TASK OBJECTIVE >> Please retype the listing below exactly, from its opening line through the line where "#[derive(Debug, Clone, Copy, PartialEq, Eq)]" appears.

THE RECORDS below:

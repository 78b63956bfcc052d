//! Searcher actor: serialises every search operation onto one task.
//!
//! # Purpose
//!
//! * Owns a [`SearchSequencer`] and drives it from a single command queue.
//! * Dispatches issued requests to a [`SearchTransport`] concurrently.
//! * Publishes the latest reconciled results and pending requests as snapshots.
//!
//! # Mental model
//!
//! * [`Searcher`] is a cheap command handle; the actor owns authoritative state.
//! * Handle calls and transport completions share one ingress queue, so
//!   sequencing decisions never race with response handling.
//! * Transport calls run on their own tasks and report back as commands;
//!   completion order is arbitrary and the sequencer filters stale ones.
//!
//! # Invariants
//!
//! * Must invoke the result handler exactly once per accepted response.
//! * Must never invoke the result handler for a discarded response.
//! * Must remove a request from the pending set when its response arrives,
//!   accepted or not. A panicking transport call answers with
//!   [`TransportError::Unavailable`].
//! * Must publish snapshots after every command.
//!
//! # Lifecycle
//!
//! * Create with [`Searcher::builder`] and [`SearcherBuilder::spawn`] inside a tokio runtime.
//! * Call `shutdown` for an awaited stop; dropping the handle cancels the actor
//!   and every in-flight transport call.

use std::collections::BTreeMap;
use std::fmt;
use std::sync::Arc;

use marquee_query::QuerySpec;
use marquee_results::{ResultPage, SearchResults};
use parking_lot::RwLock;
use tokio::sync::{broadcast, mpsc, oneshot};
use tokio::task::JoinHandle;
use tokio::time::Instant;
use tokio_util::sync::CancellationToken;

use crate::config::SearcherConfig;
use crate::error::TransportError;
use crate::events::SearcherEvent;
use crate::sequencer::{Disposition, LoadMore, SearchOutcome, SearchSequencer, SequencedRequest};
use crate::transport::{SearchTransport, TransportRequest};

/// Receives one outcome per accepted response, on the actor task.
pub type ResultHandler = Arc<dyn Fn(SearchOutcome) + Send + Sync>;

/// Receives requests that outlive the slow-request threshold.
pub type SlowRequestHandler = Arc<dyn Fn(&PendingRequest) + Send + Sync>;

/// An issued request whose response has not arrived yet.
#[derive(Debug, Clone, Copy, PartialEq, Eq)]
pub struct PendingRequest {
	pub sequence: u64,
	pub page: usize,
	pub issued_at: Instant,
}

type QueryEdit = Box<dyn FnOnce(&mut QuerySpec) + Send>;

enum SearcherCmd {
	UpdateQuery(QueryEdit),
	ToggleFacetRefinement {
		name: String,
		value: String,
	},
	SetFacetMode {
		name: String,
		disjunctive: bool,
	},
	Search,
	LoadMore,
	Response {
		request: SequencedRequest,
		response: Result<ResultPage, TransportError>,
	},
	SlowCheck {
		sequence: u64,
	},
	Flush(oneshot::Sender<()>),
}

impl fmt::Debug for SearcherCmd {
	fn fmt(&self, f: &mut fmt::Formatter<'_>) -> fmt::Result {
		match self {
			Self::UpdateQuery(_) => f.write_str("UpdateQuery"),
			Self::ToggleFacetRefinement { name, value } => f.debug_struct("ToggleFacetRefinement").field("name", name).field("value", value).finish(),
			Self::SetFacetMode { name, disjunctive } => f.debug_struct("SetFacetMode").field("name", name).field("disjunctive", disjunctive).finish(),
			Self::Search => f.write_str("Search"),
			Self::LoadMore => f.write_str("LoadMore"),
			Self::Response { request, response } => f
				.debug_struct("Response")
				.field("sequence", &request.sequence)
				.field("page", &request.page)
				.field("ok", &response.is_ok())
				.finish(),
			Self::SlowCheck { sequence } => f.debug_struct("SlowCheck").field("sequence", sequence).finish(),
			Self::Flush(_) => f.write_str("Flush"),
		}
	}
}

#[derive(Default)]
struct SearcherShared {
	next_query: Arc<QuerySpec>,
	results: Option<SearchResults>,
	last_issued: Option<u64>,
	last_accepted: Option<u64>,
	pending: Arc<[PendingRequest]>,
}

struct SearcherActor<T> {
	sequencer: SearchSequencer,
	transport: Arc<T>,
	config: SearcherConfig,
	pending: BTreeMap<u64, PendingRequest>,
	results: Option<SearchResults>,
	on_result: ResultHandler,
	on_slow_request: Option<SlowRequestHandler>,
	events: broadcast::Sender<SearcherEvent>,
	shared: Arc<RwLock<SearcherShared>>,
	cmd_tx: mpsc::UnboundedSender<SearcherCmd>,
	cancel: CancellationToken,
}

impl<T: SearchTransport> SearcherActor<T> {
	async fn run(mut self, mut cmd_rx: mpsc::UnboundedReceiver<SearcherCmd>) {
		let cancel = self.cancel.clone();
		loop {
			tokio::select! {
				biased;
				() = cancel.cancelled() => break,
				maybe_cmd = cmd_rx.recv() => match maybe_cmd {
					Some(cmd) => self.handle(cmd),
					None => break,
				},
			}
		}
		tracing::debug!(pending = self.pending.len(), "searcher stopped");
	}

	fn handle(&mut self, cmd: SearcherCmd) {
		match cmd {
			SearcherCmd::UpdateQuery(edit) => edit(self.sequencer.next_query_mut()),
			SearcherCmd::ToggleFacetRefinement { name, value } => {
				let added = self.sequencer.toggle_facet_refinement(&name, &value);
				tracing::trace!(facet = %name, value = %value, added, "facet refinement toggled");
			}
			SearcherCmd::SetFacetMode { name, disjunctive } => {
				self.sequencer.next_query_mut().set_facet_mode(&name, disjunctive);
			}
			SearcherCmd::Search => {
				let request = self.sequencer.search();
				self.dispatch(request);
			}
			SearcherCmd::LoadMore => match self.sequencer.load_more() {
				LoadMore::Issued(request) => self.dispatch(request),
				LoadMore::Skipped(reason) => {
					tracing::trace!(reason = reason.as_str(), "load_more skipped");
					let _ = self.events.send(SearcherEvent::LoadMoreSkipped { reason });
				}
			},
			SearcherCmd::Response { request, response } => self.apply_response(request, response),
			SearcherCmd::SlowCheck { sequence } => self.check_slow(sequence),
			SearcherCmd::Flush(done) => {
				let _ = done.send(());
			}
		}
		self.sync_shared();
	}

	fn dispatch(&mut self, request: SequencedRequest) {
		let sequence = request.sequence;
		tracing::debug!(sequence, page = request.page, query = %request.query.text, "search request issued");
		self.pending.insert(
			sequence,
			PendingRequest {
				sequence,
				page: request.page,
				issued_at: Instant::now(),
			},
		);
		let _ = self.events.send(SearcherEvent::RequestIssued { sequence, page: request.page });

		let transport = Arc::clone(&self.transport);
		let cmd_tx = self.cmd_tx.clone();
		let cancel = self.cancel.clone();
		tokio::spawn(async move {
			let transport_request = TransportRequest::from(&request);
			let call = tokio::spawn(async move { transport.execute(transport_request).await });
			let abort = call.abort_handle();
			tokio::select! {
				() = cancel.cancelled() => abort.abort(),
				joined = call => {
					// A panicking transport still resolves its request.
					let response = joined.unwrap_or_else(|error| {
						tracing::error!(sequence, error = %error, "search transport task failed");
						Err(TransportError::Unavailable(format!("transport task failed: {error}")))
					});
					let _ = cmd_tx.send(SearcherCmd::Response { request, response });
				}
			}
		});

		if let Some(threshold) = self.config.slow_request_threshold {
			let cmd_tx = self.cmd_tx.clone();
			let cancel = self.cancel.clone();
			tokio::spawn(async move {
				tokio::select! {
					() = cancel.cancelled() => {}
					() = tokio::time::sleep(threshold) => {
						let _ = cmd_tx.send(SearcherCmd::SlowCheck { sequence });
					}
				}
			});
		}
	}

	fn apply_response(&mut self, request: SequencedRequest, response: Result<ResultPage, TransportError>) {
		let sequence = request.sequence;
		let elapsed = self.pending.remove(&sequence).map(|pending| pending.issued_at.elapsed());

		match self.sequencer.apply_response(&request, response) {
			Disposition::Discarded { newest_accepted } => {
				tracing::trace!(sequence, newest_accepted, "stale search response discarded");
				let _ = self.events.send(SearcherEvent::ResponseDiscarded { sequence, newest_accepted });
			}
			Disposition::Accepted(outcome) => {
				match &outcome {
					Ok(results) => {
						tracing::debug!(
							sequence,
							page = results.page(),
							hits = results.len(),
							total_hits = results.total_hits(),
							elapsed = ?elapsed,
							"search results accepted"
						);
						self.results = Some(results.clone());
						let _ = self.events.send(SearcherEvent::ResultsAccepted {
							sequence,
							page: results.page(),
							total_hits: results.total_hits(),
						});
					}
					Err(error) => {
						tracing::warn!(sequence, page = request.page, error = %error, "search request failed");
						let _ = self.events.send(SearcherEvent::ErrorAccepted {
							sequence,
							message: error.to_string(),
						});
					}
				}
				(self.on_result)(outcome);
			}
		}
	}

	fn check_slow(&self, sequence: u64) {
		let Some(pending) = self.pending.get(&sequence) else {
			return;
		};
		let elapsed = pending.issued_at.elapsed();
		tracing::warn!(sequence, page = pending.page, elapsed = ?elapsed, "search request is slow");
		let _ = self.events.send(SearcherEvent::RequestSlow {
			sequence,
			page: pending.page,
			elapsed,
		});
		if let Some(on_slow_request) = &self.on_slow_request {
			on_slow_request(pending);
		}
	}

	fn sync_shared(&self) {
		let mut shared = self.shared.write();
		if *shared.next_query != *self.sequencer.next_query() {
			shared.next_query = Arc::new(self.sequencer.next_query().clone());
		}
		shared.results = self.results.clone();
		shared.last_issued = self.sequencer.last_issued().map(|request| request.sequence);
		shared.last_accepted = self.sequencer.last_accepted().map(|request| request.sequence);
		shared.pending = self.pending.values().copied().collect();
	}
}

/// Configures and spawns a [`Searcher`].
pub struct SearcherBuilder<T> {
	transport: T,
	config: SearcherConfig,
	query: QuerySpec,
	on_slow_request: Option<SlowRequestHandler>,
}

impl<T: SearchTransport> SearcherBuilder<T> {
	#[must_use]
	pub fn config(mut self, config: SearcherConfig) -> Self {
		self.config = config;
		self
	}

	/// Sets the initial pending query.
	#[must_use]
	pub fn query(mut self, query: QuerySpec) -> Self {
		self.query = query;
		self
	}

	#[must_use]
	pub fn on_slow_request(mut self, handler: impl Fn(&PendingRequest) + Send + Sync + 'static) -> Self {
		self.on_slow_request = Some(Arc::new(handler));
		self
	}

	/// Spawns the actor on the current tokio runtime.
	///
	/// # Panics
	///
	/// Panics when called outside a tokio runtime.
	pub fn spawn(self, on_result: impl Fn(SearchOutcome) + Send + Sync + 'static) -> Searcher {
		let shared = Arc::new(RwLock::new(SearcherShared {
			next_query: Arc::new(self.query.clone()),
			..SearcherShared::default()
		}));
		let (cmd_tx, cmd_rx) = mpsc::unbounded_channel();
		let (events, _) = broadcast::channel(self.config.event_buffer.max(1));
		let cancel = CancellationToken::new();

		let actor = SearcherActor {
			sequencer: SearchSequencer::with_query(self.query),
			transport: Arc::new(self.transport),
			config: self.config,
			pending: BTreeMap::new(),
			results: None,
			on_result: Arc::new(on_result),
			on_slow_request: self.on_slow_request,
			events: events.clone(),
			shared: Arc::clone(&shared),
			cmd_tx: cmd_tx.clone(),
			cancel: cancel.clone(),
		};
		let task = tokio::spawn(actor.run(cmd_rx));

		Searcher {
			shared,
			cmd_tx,
			events,
			cancel,
			task: Some(task),
		}
	}
}

/// Handle to a running searcher actor.
///
/// Every method only enqueues a command; effects become visible in the
/// snapshot accessors once the actor has processed it (see [`Searcher::flush`]).
pub struct Searcher {
	shared: Arc<RwLock<SearcherShared>>,
	cmd_tx: mpsc::UnboundedSender<SearcherCmd>,
	events: broadcast::Sender<SearcherEvent>,
	cancel: CancellationToken,
	task: Option<JoinHandle<()>>,
}

impl Searcher {
	pub fn builder<T: SearchTransport>(transport: T) -> SearcherBuilder<T> {
		SearcherBuilder {
			transport,
			config: SearcherConfig::default(),
			query: QuerySpec::default(),
			on_slow_request: None,
		}
	}

	fn send(&self, cmd: SearcherCmd) -> bool {
		self.cmd_tx.send(cmd).is_ok()
	}

	/// Issues the initial page of the pending query.
	pub fn search(&self) -> bool {
		self.send(SearcherCmd::Search)
	}

	/// Requests the next page of the accepted results, if allowed.
	pub fn load_more(&self) -> bool {
		self.send(SearcherCmd::LoadMore)
	}

	/// Edits the pending query. Nothing is issued until `search`.
	pub fn update_query(&self, edit: impl FnOnce(&mut QuerySpec) + Send + 'static) -> bool {
		self.send(SearcherCmd::UpdateQuery(Box::new(edit)))
	}

	pub fn set_query(&self, query: QuerySpec) -> bool {
		self.update_query(move |next| *next = query)
	}

	pub fn set_facet_mode(&self, name: impl Into<String>, disjunctive: bool) -> bool {
		self.send(SearcherCmd::SetFacetMode {
			name: name.into(),
			disjunctive,
		})
	}

	/// Toggles a refinement judged against the state the user last saw.
	pub fn toggle_facet_refinement(&self, name: impl Into<String>, value: impl Into<String>) -> bool {
		self.send(SearcherCmd::ToggleFacetRefinement {
			name: name.into(),
			value: value.into(),
		})
	}

	pub fn next_query(&self) -> Arc<QuerySpec> {
		Arc::clone(&self.shared.read().next_query)
	}

	/// Latest accepted results.
	pub fn results(&self) -> Option<SearchResults> {
		self.shared.read().results.clone()
	}

	pub fn last_issued_sequence(&self) -> Option<u64> {
		self.shared.read().last_issued
	}

	pub fn last_accepted_sequence(&self) -> Option<u64> {
		self.shared.read().last_accepted
	}

	/// Requests issued but not yet answered, oldest first.
	pub fn pending_requests(&self) -> Arc<[PendingRequest]> {
		Arc::clone(&self.shared.read().pending)
	}

	pub fn subscribe(&self) -> broadcast::Receiver<SearcherEvent> {
		self.events.subscribe()
	}

	/// Waits until every command enqueued before this call has been processed.
	pub async fn flush(&self) {
		let (done_tx, done_rx) = oneshot::channel();
		if self.send(SearcherCmd::Flush(done_tx)) {
			let _ = done_rx.await;
		}
	}

	/// Stops the actor and cancels in-flight transport calls.
	pub async fn shutdown(mut self) {
		self.cancel.cancel();
		if let Some(task) = self.task.take()
			&& let Err(error) = task.await
		{
			tracing::warn!(error = %error, "searcher task ended abnormally");
		}
	}
}

impl Drop for Searcher {
	fn drop(&mut self) {
		self.cancel.cancel();
	}
}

End of THE RECORDS.

REPLY >>
repository 78b63956bfcc052d
//! Searcher actor: serialises every search operation onto one task.
//!
//! # Purpose
//!
//! * Owns a [`SearchSequencer`] and drives it from a single command queue.
//! * Dispatches issued requests to a [`SearchTransport`] concurrently.
//! * Publishes the latest reconciled results and pending requests as snapshots.
//!
//! # Mental model
//!
//! * [`Searcher`] is a cheap command handle; the actor owns authoritative state.
//! * Handle calls and transport completions share one ingress queue, so
//!   sequencing decisions never race with response handling.
//! * Transport calls run on their own tasks and report back as commands;
//!   completion order is arbitrary and the sequencer filters stale ones.
//!
//! # Invariants
//!
//! * Must invoke the result handler exactly once per accepted response.
//! * Must never invoke the result handler for a discarded response.
//! * Must remove a request from the pending set when its response arrives,
//!   accepted or not. A panicking transport call answers with
//!   [`TransportError::Unavailable`].
//! * Must publish snapshots after every command.
//!
//! # Lifecycle
//!
//! * Create with [`Searcher::builder`] and [`SearcherBuilder::spawn`] inside a tokio runtime.
//! * Call `shutdown` for an awaited stop; dropping the handle cancels the actor
//!   and every in-flight transport call.

use std::collections::BTreeMap;
use std::fmt;
use std::sync::Arc;

use marquee_query::QuerySpec;
use marquee_results::{ResultPage, SearchResults};
use parking_lot::RwLock;
use tokio::sync::{broadcast, mpsc, oneshot};
use tokio::task::JoinHandle;
use tokio::time::Instant;
use tokio_util::sync::CancellationToken;

use crate::config::SearcherConfig;
use crate::error::TransportError;
use crate::events::SearcherEvent;
use crate::sequencer::{Disposition, LoadMore, SearchOutcome, SearchSequencer, SequencedRequest};
use crate::transport::{SearchTransport, TransportRequest};

/// Receives one outcome per accepted response, on the actor task.
pub type ResultHandler = Arc<dyn Fn(SearchOutcome) + Send + Sync>;

/// Receives requests that outlive the slow-request threshold.
pub type SlowRequestHandler = Arc<dyn Fn(&PendingRequest) + Send + Sync>;

/// An issued request whose response has not arrived yet.
#[derive(Debug, Clone, Copy, PartialEq, Eq)]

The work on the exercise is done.